• _Exercise description_:
Every line below that carries the word "tracking" needs to be copied.

• _Task inputs_:
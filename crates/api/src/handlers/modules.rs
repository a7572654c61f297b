//! Handlers for the `/modules` resource: catalog listing and dispatch.

use axum::extract::State;
use axum::http::StatusCode;
use axum::response::IntoResponse;
use axum::Json;
use serde::{Deserialize, Serialize};

use crate::catalog::{self, ModuleView};
use crate::engine::dispatcher::DispatchRequest;
use crate::error::{AppError, AppResult};
use crate::middleware::auth::AuthUser;
use crate::state::AppState;

// ---------------------------------------------------------------------------
// Request / response types
// ---------------------------------------------------------------------------

/// Request body for `POST /modules/execute`.
#[derive(Debug, Deserialize)]
pub struct ExecuteRequest {
    pub module_name: String,
    /// Omitted for legacy module-level dispatch.
    pub script_name: Option<String>,
    /// Opaque payload forwarded to the script.
    #[serde(default)]
    pub parameters: serde_json::Value,
}

/// Response body for `POST /modules/execute`.
#[derive(Debug, Serialize)]
pub struct ExecuteResponse {
    pub job_id: String,
    pub status: String,
    pub message: &'static str,
}

/// Response body for `GET /modules`.
#[derive(Debug, Serialize)]
pub struct ModuleListResponse {
    pub modules: Vec<ModuleView>,
}

// ---------------------------------------------------------------------------
// Handlers
// ---------------------------------------------------------------------------

/// GET /api/v1/modules
///
/// List the modules and scripts the caller's permission snapshot can
/// reach. Modules with no accessible script are omitted entirely.
pub async fn list_modules(
    user: AuthUser,
    State(state): State<AppState>,
) -> AppResult<Json<ModuleListResponse>> {
    let modules = catalog::list_accessible(&state.pool, &user.permissions).await?;
    Ok(Json(ModuleListResponse { modules }))
}

/// POST /api/v1/modules/execute
///
/// Dispatch a job. Returns 201 with the backend-assigned job id; the job
/// itself runs asynchronously and is polled via `GET /jobs/{job_id}`.
pub async fn execute(
    user: AuthUser,
    State(state): State<AppState>,
    Json(input): Json<ExecuteRequest>,
) -> AppResult<impl IntoResponse> {
    if input.module_name.is_empty() {
        return Err(AppError::BadRequest("module_name must not be empty".into()));
    }
    if let Some(script) = &input.script_name {
        if script.is_empty() {
            return Err(AppError::BadRequest(
                "script_name must not be empty when present".into(),
            ));
        }
    }

    let parameters = if input.parameters.is_null() {
        serde_json::json!({})
    } else {
        input.parameters
    };

    let handle = state
        .dispatcher
        .dispatch(
            &user,
            DispatchRequest {
                module_name: input.module_name,
                script_name: input.script_name,
                parameters,
            },
        )
        .await?;

    let message = if handle.tracked {
        "Task submitted successfully"
    } else {
        // Documented partial failure: the job runs, tracking may be stale.
        "Task submitted; tracking record could not be persisted"
    };

    Ok((
        StatusCode::CREATED,
        Json(ExecuteResponse {
            job_id: handle.external_id,
            status: handle.status.as_str().to_string(),
            message,
        }),
    ))
}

• _Result_:
        // Documented partial failure: the job runs, tracking may be stale.
        "Task submitted; tracking record could not be persisted"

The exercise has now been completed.